From founder population to foundational discoveries

Newfoundland and Labrador is home to a powerful resource for medical research—its founder population.

This unique genetic architecture amplifies signals for discovery, illuminating high-impact genetic variants with causal links to disease that are lost in the noise of other populations.

Why Newfoundland and Labrador?

Discoveries we make here are validated by deeply integrated genetic, clinical, and genealogical evidence: a gold standard approach made possible in Newfoundland and Labrador.

More signal, less noise

The population’s historical genetic bottlenecks and increased frequency of disease-causing variants create an amplified signal, reaching statistical power with much smaller research cohorts to uncover novel, high-confidence links to disease.

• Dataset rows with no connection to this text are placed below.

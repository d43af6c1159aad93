//! Multi-producer work queue used for every cross-thread hand-off.
//!
//! Any thread may push. The owning consumer drains everything at once; there
//! is no blocking pop, consumers poll or sleep between drains. Push order is
//! preserved in the drained batch.

use std::sync::atomic::{AtomicUsize, Ordering};

use parking_lot::Mutex;

/// A thread-safe queue with one lock per instance.
#[derive(Debug)]
pub struct MtQueue<T> {
    items: Mutex<Vec<T>>,
    /// Lock-free size hint so idle consumers can poll without the lock.
    len: AtomicUsize,
}

impl<T> MtQueue<T> {
    pub fn new() -> Self {
        Self {
            items: Mutex::new(Vec::new()),
            len: AtomicUsize::new(0),
        }
    }

    /// Append an item.
    pub fn push(&self, item: T) {
        let mut items = self.items.lock();
        items.push(item);
        self.len.store(items.len(), Ordering::Release);
    }

    /// Append a batch of items, keeping their order.
    pub fn push_all(&self, batch: impl IntoIterator<Item = T>) {
        let mut items = self.items.lock();
        items.extend(batch);
        self.len.store(items.len(), Ordering::Release);
    }

    /// Remove and return every queued item in push order.
    pub fn drain_all(&self) -> Vec<T> {
        if self.is_empty() {
            return Vec::new();
        }
        let mut items = self.items.lock();
        self.len.store(0, Ordering::Release);
        std::mem::take(&mut *items)
    }

    /// Number of queued items. May be stale by the time it is read.
    #[inline]
    pub fn len(&self) -> usize {
        self.len.load(Ordering::Acquire)
    }

    #[inline]
    pub fn is_empty(&self) -> bool {
        self.len() == 0
    }
}

impl<T> Default for MtQueue<T> {
    fn default() -> Self {
        Self::new()
    }
}
//! Configuration types for the eRPC Nexus.

use std::time::Duration;

use crate::error::{Error, Result};

/// Maximum number of background threads per process.
pub const MAX_BG_THREADS: usize = 8;

/// Maximum Rpc ID. 255 is reserved as the invalid ID.
pub const MAX_RPC_ID: u8 = u8::MAX - 1;

/// Request type reserved for session management packets.
pub const SM_REQ_TYPE: u8 = u8::MAX;

/// Number of request types that may carry an application handler.
pub const MAX_REQ_TYPES: usize = SM_REQ_TYPE as usize;

/// Nexus configuration.
///
/// Controls the session management port, the background thread pool, and the
/// fixed capacities of the hook and request handler tables.
#[derive(Debug, Clone)]
pub struct NexusConfig {
    /// Host name of this process, declared to peers during the SM handshake.
    pub hostname: String,
    /// UDP port for session management packets. 0 binds an ephemeral port.
    pub sm_udp_port: u16,
    /// Number of background request processing threads.
    /// Default: 0
    ///
    /// Background threads are only useful with a small-RPC optimization level
    /// that supports them; this coupling is documented, not checked.
    pub num_bg_threads: usize,
    /// Bounded wait of one session management event loop iteration.
    /// Default: 20ms
    pub sm_event_loop: Duration,
    /// Sleep of an idle background thread between queue polls.
    /// Default: 1ms
    pub bg_poll_interval: Duration,
    /// CPU core to pin the session management thread to.
    /// Default: None
    pub sm_thread_core: Option<usize>,
    /// Maximum number of registered request handlers.
    /// Default: MAX_REQ_TYPES
    pub max_req_funcs: usize,
    /// Largest Rpc ID accepted by `register_hook`.
    /// Default: MAX_RPC_ID
    pub max_rpc_id: u8,
    /// UDP control-plane transport settings.
    pub udp: UdpSmConfig,
}

impl NexusConfig {
    /// Create a new configuration with default values.
    pub fn new(hostname: impl Into<String>, sm_udp_port: u16) -> Self {
        Self {
            hostname: hostname.into(),
            sm_udp_port,
            num_bg_threads: 0,
            sm_event_loop: Duration::from_millis(20),
            bg_poll_interval: Duration::from_millis(1),
            sm_thread_core: None,
            max_req_funcs: MAX_REQ_TYPES,
            max_rpc_id: MAX_RPC_ID,
            udp: UdpSmConfig::default(),
        }
    }

    /// Set the number of background threads.
    pub fn with_bg_threads(mut self, num_bg_threads: usize) -> Self {
        self.num_bg_threads = num_bg_threads;
        self
    }

    /// Set the session management event loop wait.
    pub fn with_sm_event_loop(mut self, sm_event_loop: Duration) -> Self {
        self.sm_event_loop = sm_event_loop;
        self
    }

    /// Set the background thread poll interval.
    pub fn with_bg_poll_interval(mut self, bg_poll_interval: Duration) -> Self {
        self.bg_poll_interval = bg_poll_interval;
        self
    }

    /// Pin the session management thread to a CPU core.
    pub fn with_sm_thread_core(mut self, core: usize) -> Self {
        self.sm_thread_core = Some(core);
        self
    }

    /// Set the request handler table capacity.
    pub fn with_max_req_funcs(mut self, max_req_funcs: usize) -> Self {
        self.max_req_funcs = max_req_funcs;
        self
    }

    /// Set the largest accepted Rpc ID.
    pub fn with_max_rpc_id(mut self, max_rpc_id: u8) -> Self {
        self.max_rpc_id = max_rpc_id;
        self
    }

    /// Set the UDP control-plane transport settings.
    pub fn with_udp(mut self, udp: UdpSmConfig) -> Self {
        self.udp = udp;
        self
    }

    /// Check the configuration against the fixed capacities.
    pub fn validate(&self) -> Result<()> {
        if self.num_bg_threads > MAX_BG_THREADS {
            return Err(Error::InvalidConfig(format!(
                "num_bg_threads {} exceeds {}",
                self.num_bg_threads, MAX_BG_THREADS
            )));
        }
        if self.max_req_funcs > MAX_REQ_TYPES {
            return Err(Error::InvalidConfig(format!(
                "max_req_funcs {} exceeds {}",
                self.max_req_funcs, MAX_REQ_TYPES
            )));
        }
        if self.max_rpc_id > MAX_RPC_ID {
            return Err(Error::InvalidConfig(format!(
                "max_rpc_id {} exceeds {}",
                self.max_rpc_id, MAX_RPC_ID
            )));
        }
        if self.sm_event_loop.is_zero() {
            return Err(Error::InvalidConfig("sm_event_loop cannot be 0".into()));
        }
        if self.hostname.is_empty() {
            return Err(Error::InvalidConfig("hostname cannot be empty".into()));
        }
        Ok(())
    }
}

/// Settings for the UDP session management transport.
#[derive(Debug, Clone)]
pub struct UdpSmConfig {
    /// Interval between handshake retransmissions to a pending peer.
    /// Default: 100ms
    pub connect_retry: Duration,
    /// Time after which a pending peer is reported disconnected.
    /// Default: 2s
    pub connect_timeout: Duration,
    /// Largest datagram accepted on the control plane.
    /// Default: 2048
    pub max_pkt_size: usize,
}

impl Default for UdpSmConfig {
    fn default() -> Self {
        Self {
            connect_retry: Duration::from_millis(100),
            connect_timeout: Duration::from_secs(2),
            max_pkt_size: 2048,
        }
    }
}
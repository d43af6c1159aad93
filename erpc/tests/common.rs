//! Common test utilities for eRPC Nexus integration tests.

#![allow(dead_code)]

use std::time::{Duration, Instant};

use erpc::{Nexus, NexusConfig};

/// Route `tracing` output to the test harness. `RUST_LOG` selects the level.
pub fn init_tracing() {
    let _ = tracing_subscriber::fmt()
        .with_env_filter(tracing_subscriber::EnvFilter::from_default_env())
        .with_test_writer()
        .try_init();
}

/// A Nexus on an ephemeral SM port with a short event loop.
pub fn test_nexus(hostname: &str, num_bg_threads: usize) -> Nexus {
    let config = NexusConfig::new(hostname, 0)
        .with_bg_threads(num_bg_threads)
        .with_sm_event_loop(Duration::from_millis(5));
    Nexus::new(config).expect("failed to create Nexus")
}

/// Address another Nexus on this host can use to reach `nexus`.
pub fn loopback_addr(nexus: &Nexus) -> String {
    format!("127.0.0.1:{}", nexus.sm_udp_port())
}

/// Call `poll` until it has returned at least `n` items in total, or panic
/// after a timeout.
pub fn poll_until<T>(n: usize, timeout_ms: u64, mut poll: impl FnMut() -> Vec<T>) -> Vec<T> {
    let deadline = Instant::now() + Duration::from_millis(timeout_ms);
    let mut items = Vec::new();
    while items.len() < n {
        assert!(
            Instant::now() < deadline,
            "timed out with {} of {} items",
            items.len(),
            n
        );
        items.extend(poll());
        std::thread::sleep(Duration::from_millis(1));
    }
    items
}

/// Wait until `cond` holds, or panic after a timeout.
pub fn wait_until(timeout_ms: u64, mut cond: impl FnMut() -> bool) {
    let deadline = Instant::now() + Duration::from_millis(timeout_ms);
    while !cond() {
        assert!(Instant::now() < deadline, "timed out waiting for condition");
        std::thread::sleep(Duration::from_millis(1));
    }
}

Wider net and deeper insights

Even among other founder populations, Newfoundland stands apart. Its large population size (540,000+) and unique settlement history make it ideal for studying a wide range of inherited diseases.

Lifetime of clinical context

We leverage unified health records to build deep, longitudinal phenotypes, and link a participant's genetics to decades of real-world clinical history. This view provides a lifetime of context on a variant's health impact for a better understanding of real-world outcomes and new strategies for precision medicine.

Causality through generations

Deep genealogical records allow us to do what most researchers can't: trace a specific variant and a disease together as they're passed down through generations. This family-based validation moves beyond statistical association to provide powerful, real-world evidence of actual cause and effect—a level of proof that isn’t feasible in populations that lack Newfoundland’s deep genealogical context.